-- DATASET EXCERPTS follows --

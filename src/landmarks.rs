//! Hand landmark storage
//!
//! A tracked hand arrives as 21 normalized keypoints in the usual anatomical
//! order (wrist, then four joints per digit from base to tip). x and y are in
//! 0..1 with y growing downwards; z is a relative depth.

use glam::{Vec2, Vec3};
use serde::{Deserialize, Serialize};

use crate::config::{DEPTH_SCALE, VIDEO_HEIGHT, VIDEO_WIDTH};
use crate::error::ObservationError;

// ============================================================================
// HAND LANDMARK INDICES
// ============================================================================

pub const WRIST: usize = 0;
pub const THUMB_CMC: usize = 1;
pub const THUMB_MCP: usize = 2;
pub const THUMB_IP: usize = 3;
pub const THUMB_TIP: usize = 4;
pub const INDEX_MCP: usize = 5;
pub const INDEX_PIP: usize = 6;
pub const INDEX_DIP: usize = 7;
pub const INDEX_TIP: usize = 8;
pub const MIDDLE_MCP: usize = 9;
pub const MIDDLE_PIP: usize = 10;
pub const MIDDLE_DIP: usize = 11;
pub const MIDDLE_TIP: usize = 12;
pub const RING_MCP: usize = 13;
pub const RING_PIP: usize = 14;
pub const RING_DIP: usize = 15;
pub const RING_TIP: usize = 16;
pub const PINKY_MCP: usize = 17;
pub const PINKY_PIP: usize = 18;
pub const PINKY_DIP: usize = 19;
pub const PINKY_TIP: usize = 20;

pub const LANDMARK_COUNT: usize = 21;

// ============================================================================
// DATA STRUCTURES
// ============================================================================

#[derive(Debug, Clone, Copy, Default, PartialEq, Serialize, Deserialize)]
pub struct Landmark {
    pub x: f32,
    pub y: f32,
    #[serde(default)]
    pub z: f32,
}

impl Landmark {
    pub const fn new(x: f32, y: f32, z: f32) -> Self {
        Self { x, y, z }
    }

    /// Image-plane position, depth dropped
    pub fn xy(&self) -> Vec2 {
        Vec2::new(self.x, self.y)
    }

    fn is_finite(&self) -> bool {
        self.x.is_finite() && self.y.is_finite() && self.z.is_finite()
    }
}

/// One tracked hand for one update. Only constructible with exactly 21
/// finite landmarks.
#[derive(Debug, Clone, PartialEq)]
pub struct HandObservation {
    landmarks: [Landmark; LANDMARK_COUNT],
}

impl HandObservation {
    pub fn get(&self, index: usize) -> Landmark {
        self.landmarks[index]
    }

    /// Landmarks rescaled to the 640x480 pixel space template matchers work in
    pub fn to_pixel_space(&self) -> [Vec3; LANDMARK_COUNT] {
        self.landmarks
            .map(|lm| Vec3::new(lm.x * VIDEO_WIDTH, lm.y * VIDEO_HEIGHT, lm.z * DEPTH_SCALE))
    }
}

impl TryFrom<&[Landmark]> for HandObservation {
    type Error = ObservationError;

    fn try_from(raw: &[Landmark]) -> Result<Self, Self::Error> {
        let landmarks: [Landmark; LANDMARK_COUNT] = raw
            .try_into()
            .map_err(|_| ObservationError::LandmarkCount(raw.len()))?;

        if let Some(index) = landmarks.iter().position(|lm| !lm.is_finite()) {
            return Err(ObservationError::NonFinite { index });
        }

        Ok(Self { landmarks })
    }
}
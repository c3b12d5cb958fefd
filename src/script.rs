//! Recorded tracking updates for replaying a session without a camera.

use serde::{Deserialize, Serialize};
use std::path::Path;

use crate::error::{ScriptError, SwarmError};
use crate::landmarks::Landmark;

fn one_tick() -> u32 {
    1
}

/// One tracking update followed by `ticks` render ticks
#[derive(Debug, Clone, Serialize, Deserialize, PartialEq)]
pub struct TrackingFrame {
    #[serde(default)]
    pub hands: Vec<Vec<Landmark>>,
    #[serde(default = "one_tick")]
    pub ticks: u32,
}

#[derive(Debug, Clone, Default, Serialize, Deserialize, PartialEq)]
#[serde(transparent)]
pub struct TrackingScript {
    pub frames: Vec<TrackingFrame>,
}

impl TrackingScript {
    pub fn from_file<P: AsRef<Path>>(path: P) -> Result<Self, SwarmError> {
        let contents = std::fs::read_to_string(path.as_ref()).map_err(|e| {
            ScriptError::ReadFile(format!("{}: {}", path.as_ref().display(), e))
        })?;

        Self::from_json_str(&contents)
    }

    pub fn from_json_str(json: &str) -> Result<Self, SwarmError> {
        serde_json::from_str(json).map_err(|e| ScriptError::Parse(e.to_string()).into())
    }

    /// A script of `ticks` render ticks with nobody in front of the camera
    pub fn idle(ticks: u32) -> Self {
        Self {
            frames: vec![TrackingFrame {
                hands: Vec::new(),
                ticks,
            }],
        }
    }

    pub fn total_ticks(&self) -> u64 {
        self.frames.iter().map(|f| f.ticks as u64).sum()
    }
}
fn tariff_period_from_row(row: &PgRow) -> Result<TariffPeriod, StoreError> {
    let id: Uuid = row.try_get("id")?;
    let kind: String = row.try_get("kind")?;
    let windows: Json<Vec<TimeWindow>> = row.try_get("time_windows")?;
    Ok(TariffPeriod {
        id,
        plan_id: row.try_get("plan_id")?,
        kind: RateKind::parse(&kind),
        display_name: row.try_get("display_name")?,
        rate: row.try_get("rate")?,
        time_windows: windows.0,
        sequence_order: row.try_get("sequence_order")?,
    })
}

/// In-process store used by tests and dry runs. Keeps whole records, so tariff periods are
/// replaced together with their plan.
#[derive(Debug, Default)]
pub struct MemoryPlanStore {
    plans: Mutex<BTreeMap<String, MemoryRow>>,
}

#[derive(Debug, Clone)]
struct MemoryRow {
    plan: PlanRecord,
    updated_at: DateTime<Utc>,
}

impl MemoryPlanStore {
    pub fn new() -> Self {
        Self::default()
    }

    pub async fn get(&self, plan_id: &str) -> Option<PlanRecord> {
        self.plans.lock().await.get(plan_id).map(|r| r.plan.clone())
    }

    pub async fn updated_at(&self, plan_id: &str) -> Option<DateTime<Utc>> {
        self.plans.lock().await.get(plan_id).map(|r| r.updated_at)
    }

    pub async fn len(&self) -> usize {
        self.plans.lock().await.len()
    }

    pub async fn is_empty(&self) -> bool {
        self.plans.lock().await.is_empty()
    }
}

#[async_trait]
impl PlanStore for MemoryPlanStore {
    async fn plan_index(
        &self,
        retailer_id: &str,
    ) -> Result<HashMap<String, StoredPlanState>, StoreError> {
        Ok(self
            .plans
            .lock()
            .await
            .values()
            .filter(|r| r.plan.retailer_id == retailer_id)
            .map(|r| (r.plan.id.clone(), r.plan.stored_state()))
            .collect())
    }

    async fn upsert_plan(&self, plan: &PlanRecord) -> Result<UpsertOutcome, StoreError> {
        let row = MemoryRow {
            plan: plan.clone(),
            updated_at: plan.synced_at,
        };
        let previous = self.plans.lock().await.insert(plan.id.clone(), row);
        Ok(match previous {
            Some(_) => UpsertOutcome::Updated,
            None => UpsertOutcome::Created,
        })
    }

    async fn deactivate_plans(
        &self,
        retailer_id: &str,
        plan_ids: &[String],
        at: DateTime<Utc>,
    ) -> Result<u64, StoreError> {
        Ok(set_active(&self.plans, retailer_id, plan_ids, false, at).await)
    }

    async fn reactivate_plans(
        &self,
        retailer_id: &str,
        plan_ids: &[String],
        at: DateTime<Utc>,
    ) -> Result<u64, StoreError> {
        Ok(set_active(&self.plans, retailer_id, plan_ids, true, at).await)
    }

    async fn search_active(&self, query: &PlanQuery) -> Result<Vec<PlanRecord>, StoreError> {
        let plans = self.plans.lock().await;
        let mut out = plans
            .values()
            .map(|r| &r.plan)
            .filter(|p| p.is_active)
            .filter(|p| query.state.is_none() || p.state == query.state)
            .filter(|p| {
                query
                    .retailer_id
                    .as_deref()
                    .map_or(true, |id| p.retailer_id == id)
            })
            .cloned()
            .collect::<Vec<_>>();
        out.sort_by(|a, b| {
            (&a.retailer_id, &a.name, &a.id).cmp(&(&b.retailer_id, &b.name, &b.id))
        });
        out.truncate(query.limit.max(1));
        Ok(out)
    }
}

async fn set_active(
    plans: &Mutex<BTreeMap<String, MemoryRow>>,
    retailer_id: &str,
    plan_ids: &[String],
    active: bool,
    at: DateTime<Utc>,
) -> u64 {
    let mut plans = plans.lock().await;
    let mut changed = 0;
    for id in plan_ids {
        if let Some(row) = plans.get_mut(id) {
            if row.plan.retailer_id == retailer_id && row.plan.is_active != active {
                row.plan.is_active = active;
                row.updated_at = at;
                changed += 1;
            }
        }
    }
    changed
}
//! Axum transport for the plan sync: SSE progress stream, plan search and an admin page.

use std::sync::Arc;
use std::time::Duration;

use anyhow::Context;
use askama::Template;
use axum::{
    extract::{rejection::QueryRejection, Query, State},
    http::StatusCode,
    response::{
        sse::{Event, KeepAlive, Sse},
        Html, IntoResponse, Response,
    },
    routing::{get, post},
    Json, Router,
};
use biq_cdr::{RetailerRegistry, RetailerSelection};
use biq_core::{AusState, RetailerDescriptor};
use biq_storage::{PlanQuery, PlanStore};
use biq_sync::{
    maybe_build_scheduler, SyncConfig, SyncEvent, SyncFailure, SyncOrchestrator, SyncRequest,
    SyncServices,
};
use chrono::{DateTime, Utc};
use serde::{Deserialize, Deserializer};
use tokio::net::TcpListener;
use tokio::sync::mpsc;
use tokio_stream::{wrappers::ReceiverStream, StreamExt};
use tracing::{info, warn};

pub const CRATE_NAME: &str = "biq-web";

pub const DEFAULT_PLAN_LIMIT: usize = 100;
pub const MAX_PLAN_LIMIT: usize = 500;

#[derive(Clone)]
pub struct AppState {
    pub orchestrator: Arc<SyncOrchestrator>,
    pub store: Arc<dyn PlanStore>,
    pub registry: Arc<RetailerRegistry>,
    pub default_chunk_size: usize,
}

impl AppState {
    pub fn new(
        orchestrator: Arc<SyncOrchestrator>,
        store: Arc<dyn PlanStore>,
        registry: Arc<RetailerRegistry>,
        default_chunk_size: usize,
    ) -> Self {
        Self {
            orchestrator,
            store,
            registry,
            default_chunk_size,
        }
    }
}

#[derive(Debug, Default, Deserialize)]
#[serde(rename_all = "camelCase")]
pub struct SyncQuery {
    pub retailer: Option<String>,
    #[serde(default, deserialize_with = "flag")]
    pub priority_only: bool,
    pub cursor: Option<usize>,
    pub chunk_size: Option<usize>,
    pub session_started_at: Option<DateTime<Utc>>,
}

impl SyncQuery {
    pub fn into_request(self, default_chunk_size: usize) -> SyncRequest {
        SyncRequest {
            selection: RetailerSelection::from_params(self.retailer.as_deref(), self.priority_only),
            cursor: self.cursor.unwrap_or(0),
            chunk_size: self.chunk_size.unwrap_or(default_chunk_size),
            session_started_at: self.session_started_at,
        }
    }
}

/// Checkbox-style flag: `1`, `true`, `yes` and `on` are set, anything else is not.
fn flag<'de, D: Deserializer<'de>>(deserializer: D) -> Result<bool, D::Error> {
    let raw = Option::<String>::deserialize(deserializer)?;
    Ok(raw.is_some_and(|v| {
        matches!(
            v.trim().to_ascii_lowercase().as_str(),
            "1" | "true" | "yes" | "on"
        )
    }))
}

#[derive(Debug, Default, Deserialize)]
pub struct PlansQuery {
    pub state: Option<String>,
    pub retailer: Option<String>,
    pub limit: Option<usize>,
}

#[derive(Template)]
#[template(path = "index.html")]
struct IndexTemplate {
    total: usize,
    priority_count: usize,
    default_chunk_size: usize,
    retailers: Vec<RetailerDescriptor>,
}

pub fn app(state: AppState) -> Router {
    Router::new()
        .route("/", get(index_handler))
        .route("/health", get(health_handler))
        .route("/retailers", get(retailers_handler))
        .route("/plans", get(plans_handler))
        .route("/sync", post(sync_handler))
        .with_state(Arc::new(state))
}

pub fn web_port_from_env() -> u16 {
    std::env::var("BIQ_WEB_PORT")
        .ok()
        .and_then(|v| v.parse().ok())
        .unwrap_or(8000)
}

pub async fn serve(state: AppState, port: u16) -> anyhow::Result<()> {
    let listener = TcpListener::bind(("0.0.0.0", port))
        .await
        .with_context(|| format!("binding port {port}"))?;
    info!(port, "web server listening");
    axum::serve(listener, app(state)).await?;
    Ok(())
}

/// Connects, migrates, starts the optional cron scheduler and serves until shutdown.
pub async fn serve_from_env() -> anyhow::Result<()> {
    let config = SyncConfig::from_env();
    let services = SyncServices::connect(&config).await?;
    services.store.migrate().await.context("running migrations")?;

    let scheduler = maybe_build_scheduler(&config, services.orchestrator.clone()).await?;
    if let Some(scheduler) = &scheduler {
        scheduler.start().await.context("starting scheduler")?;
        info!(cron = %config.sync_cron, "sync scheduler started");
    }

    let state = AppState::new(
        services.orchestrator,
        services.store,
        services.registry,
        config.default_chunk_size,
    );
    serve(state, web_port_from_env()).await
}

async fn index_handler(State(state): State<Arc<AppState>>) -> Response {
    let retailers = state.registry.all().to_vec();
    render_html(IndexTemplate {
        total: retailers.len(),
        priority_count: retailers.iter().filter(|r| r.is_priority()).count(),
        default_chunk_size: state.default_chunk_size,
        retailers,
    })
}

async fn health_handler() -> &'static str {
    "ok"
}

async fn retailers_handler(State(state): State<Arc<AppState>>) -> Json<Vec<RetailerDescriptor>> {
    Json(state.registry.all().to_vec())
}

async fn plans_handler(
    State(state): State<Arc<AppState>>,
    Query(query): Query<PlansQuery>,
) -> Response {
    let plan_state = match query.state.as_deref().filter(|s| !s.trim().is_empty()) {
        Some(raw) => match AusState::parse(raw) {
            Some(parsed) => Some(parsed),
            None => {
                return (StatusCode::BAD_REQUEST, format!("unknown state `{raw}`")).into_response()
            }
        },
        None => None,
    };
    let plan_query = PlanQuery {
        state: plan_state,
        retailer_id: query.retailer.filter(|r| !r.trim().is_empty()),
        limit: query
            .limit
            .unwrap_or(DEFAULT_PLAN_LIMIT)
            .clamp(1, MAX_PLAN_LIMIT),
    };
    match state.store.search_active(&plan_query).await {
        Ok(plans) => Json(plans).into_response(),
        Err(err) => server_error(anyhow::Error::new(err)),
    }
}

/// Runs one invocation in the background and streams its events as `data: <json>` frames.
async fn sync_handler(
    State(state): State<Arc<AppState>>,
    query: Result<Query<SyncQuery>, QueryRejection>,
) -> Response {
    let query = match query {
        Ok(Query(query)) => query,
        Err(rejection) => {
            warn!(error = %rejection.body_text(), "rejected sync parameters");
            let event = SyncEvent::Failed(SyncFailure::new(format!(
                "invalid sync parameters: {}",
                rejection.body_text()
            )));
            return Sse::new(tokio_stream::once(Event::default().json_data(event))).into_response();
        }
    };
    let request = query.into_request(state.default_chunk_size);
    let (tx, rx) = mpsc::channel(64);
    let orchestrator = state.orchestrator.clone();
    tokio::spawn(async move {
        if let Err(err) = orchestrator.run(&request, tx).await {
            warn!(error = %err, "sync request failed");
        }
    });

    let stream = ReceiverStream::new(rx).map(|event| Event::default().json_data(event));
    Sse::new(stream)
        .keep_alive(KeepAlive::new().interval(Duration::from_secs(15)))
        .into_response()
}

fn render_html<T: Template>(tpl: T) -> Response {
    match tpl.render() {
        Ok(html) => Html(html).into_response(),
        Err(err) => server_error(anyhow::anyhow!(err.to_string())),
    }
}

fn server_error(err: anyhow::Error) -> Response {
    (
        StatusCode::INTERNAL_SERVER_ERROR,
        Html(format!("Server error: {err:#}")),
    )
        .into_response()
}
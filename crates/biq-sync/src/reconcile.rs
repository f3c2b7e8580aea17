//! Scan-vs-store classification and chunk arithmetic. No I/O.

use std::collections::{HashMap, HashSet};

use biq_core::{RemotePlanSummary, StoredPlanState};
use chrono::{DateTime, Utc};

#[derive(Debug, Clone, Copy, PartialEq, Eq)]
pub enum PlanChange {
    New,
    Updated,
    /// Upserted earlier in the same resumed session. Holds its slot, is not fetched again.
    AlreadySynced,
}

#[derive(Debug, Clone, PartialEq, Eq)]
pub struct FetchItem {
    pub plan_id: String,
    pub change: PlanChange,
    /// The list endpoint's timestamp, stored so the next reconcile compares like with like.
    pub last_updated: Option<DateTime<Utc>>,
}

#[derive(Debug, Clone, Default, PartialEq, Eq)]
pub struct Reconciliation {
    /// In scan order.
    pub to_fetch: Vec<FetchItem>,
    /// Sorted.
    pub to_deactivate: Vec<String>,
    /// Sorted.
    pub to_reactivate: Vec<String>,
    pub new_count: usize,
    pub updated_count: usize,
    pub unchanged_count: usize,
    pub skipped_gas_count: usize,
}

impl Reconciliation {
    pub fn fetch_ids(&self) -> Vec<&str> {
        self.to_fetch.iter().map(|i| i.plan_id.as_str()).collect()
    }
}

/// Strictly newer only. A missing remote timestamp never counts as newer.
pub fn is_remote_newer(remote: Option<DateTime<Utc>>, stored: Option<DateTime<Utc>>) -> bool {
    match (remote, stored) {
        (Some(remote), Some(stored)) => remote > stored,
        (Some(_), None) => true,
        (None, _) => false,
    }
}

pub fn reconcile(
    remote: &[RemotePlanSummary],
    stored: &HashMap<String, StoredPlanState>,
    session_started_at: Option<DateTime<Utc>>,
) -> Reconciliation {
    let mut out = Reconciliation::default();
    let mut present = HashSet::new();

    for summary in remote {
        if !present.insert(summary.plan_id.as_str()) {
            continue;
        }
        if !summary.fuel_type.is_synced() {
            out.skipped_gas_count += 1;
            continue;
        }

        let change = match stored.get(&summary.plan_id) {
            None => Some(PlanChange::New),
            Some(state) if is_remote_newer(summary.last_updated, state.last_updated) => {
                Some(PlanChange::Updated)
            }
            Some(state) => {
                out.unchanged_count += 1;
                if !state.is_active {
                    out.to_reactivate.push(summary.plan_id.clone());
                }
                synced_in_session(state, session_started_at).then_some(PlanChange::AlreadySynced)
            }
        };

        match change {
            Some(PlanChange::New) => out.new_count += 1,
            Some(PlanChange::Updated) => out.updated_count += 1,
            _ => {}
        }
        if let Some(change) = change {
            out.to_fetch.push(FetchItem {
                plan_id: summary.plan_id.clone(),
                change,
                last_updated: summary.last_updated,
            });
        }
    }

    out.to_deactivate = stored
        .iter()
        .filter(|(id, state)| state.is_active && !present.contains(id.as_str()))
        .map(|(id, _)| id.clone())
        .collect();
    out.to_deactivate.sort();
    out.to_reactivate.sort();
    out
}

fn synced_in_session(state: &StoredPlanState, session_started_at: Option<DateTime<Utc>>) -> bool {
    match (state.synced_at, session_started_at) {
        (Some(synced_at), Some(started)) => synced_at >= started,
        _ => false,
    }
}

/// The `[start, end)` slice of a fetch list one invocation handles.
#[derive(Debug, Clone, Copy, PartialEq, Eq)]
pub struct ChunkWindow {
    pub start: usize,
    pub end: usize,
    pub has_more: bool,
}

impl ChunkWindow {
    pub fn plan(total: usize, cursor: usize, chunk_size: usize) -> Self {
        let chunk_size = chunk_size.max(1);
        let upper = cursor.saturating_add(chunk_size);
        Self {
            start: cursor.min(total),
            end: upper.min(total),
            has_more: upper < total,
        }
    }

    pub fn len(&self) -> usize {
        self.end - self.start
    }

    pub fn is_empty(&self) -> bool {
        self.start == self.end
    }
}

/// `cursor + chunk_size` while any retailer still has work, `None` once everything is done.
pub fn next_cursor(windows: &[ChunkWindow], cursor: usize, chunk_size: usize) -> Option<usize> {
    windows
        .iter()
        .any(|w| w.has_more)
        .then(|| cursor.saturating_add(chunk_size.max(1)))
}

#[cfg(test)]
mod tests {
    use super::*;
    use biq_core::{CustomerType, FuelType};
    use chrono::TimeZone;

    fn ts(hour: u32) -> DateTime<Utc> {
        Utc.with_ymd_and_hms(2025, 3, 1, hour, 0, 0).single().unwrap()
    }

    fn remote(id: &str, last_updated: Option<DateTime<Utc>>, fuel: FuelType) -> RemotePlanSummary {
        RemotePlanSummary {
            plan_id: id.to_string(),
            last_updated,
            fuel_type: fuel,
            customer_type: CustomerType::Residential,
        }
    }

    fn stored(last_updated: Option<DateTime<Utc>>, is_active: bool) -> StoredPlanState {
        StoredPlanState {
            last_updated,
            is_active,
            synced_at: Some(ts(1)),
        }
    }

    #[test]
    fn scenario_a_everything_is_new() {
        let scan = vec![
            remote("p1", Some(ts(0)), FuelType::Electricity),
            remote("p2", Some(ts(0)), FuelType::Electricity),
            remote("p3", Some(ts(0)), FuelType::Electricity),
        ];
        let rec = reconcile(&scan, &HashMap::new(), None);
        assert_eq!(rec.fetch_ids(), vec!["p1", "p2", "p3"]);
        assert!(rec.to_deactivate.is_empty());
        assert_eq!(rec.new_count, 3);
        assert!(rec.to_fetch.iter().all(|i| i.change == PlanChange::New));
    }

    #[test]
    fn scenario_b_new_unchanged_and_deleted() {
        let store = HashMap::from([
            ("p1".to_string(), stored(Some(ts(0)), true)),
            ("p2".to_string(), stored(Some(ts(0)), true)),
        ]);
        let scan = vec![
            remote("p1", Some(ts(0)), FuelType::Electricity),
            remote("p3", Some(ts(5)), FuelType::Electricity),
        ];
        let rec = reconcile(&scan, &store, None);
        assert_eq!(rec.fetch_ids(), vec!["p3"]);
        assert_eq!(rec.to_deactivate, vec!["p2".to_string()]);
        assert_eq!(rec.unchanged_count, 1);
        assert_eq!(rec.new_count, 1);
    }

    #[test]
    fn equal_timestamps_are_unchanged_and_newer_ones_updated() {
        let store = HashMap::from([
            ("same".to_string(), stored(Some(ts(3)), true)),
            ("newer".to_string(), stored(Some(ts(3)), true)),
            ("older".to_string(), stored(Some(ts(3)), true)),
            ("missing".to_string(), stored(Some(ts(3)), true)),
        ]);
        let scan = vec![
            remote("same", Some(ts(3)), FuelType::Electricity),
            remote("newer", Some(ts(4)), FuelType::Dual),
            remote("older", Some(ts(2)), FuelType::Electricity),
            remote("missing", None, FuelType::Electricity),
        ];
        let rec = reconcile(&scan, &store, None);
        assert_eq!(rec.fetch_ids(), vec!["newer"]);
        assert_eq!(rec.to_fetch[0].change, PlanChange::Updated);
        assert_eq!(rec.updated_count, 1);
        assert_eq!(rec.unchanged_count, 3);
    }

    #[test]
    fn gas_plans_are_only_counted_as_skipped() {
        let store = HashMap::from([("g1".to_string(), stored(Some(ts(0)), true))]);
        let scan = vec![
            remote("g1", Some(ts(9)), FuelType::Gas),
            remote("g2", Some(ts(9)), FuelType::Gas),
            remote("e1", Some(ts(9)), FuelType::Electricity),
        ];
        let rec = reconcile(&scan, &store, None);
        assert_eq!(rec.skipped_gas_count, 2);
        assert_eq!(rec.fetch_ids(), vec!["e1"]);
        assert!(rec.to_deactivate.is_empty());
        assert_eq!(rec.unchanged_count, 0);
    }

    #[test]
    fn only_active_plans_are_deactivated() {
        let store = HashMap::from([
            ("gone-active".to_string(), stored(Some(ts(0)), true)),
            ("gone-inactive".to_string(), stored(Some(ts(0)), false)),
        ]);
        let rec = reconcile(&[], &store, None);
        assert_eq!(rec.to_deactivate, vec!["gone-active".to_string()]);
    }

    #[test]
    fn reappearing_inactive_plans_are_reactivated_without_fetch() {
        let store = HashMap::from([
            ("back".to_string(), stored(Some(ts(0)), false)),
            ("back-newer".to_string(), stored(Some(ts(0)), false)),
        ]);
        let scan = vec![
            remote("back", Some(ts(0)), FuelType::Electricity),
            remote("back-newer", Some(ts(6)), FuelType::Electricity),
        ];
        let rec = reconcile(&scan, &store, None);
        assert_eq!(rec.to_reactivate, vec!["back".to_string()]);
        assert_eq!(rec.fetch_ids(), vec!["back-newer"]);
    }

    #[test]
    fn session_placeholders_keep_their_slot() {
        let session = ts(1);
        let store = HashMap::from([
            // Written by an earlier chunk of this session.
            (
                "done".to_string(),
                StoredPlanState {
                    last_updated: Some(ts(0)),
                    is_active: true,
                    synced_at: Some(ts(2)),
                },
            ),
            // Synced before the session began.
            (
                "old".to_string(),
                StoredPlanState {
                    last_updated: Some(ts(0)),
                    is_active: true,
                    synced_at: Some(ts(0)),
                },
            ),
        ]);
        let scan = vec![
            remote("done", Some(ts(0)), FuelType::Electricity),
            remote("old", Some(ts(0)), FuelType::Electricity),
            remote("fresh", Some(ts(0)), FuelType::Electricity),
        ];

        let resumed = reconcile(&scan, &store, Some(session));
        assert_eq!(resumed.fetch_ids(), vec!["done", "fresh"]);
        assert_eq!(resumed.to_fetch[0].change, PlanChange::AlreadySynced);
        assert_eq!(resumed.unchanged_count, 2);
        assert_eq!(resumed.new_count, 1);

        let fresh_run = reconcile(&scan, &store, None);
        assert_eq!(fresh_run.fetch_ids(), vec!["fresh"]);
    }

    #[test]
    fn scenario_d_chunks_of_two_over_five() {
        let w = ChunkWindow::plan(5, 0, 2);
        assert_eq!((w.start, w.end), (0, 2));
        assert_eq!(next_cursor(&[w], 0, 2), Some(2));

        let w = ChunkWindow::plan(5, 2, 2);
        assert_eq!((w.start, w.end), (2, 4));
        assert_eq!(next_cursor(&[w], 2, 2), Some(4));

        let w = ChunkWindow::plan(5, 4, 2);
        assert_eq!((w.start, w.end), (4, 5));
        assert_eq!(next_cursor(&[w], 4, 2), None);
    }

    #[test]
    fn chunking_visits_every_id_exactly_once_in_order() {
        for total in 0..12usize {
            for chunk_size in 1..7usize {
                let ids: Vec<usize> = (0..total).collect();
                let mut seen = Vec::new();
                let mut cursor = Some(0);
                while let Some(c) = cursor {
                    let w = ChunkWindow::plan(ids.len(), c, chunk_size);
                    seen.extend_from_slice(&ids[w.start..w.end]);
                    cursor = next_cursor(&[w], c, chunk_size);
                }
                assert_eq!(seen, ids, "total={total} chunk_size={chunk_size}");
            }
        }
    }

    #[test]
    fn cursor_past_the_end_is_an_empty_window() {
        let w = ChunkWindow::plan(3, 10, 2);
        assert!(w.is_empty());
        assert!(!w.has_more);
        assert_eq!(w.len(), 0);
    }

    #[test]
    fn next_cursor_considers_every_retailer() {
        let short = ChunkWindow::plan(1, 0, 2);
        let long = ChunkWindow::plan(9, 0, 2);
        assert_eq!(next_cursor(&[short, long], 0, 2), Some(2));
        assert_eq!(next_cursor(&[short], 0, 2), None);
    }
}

-- DATASET EXCERPTS concluded --

■ **TASK STATEMENT**: The word "AlreadySynced" appears on some lines of the data above; count those lines and give only the total.

■ **YOUR SOLUTION**: 3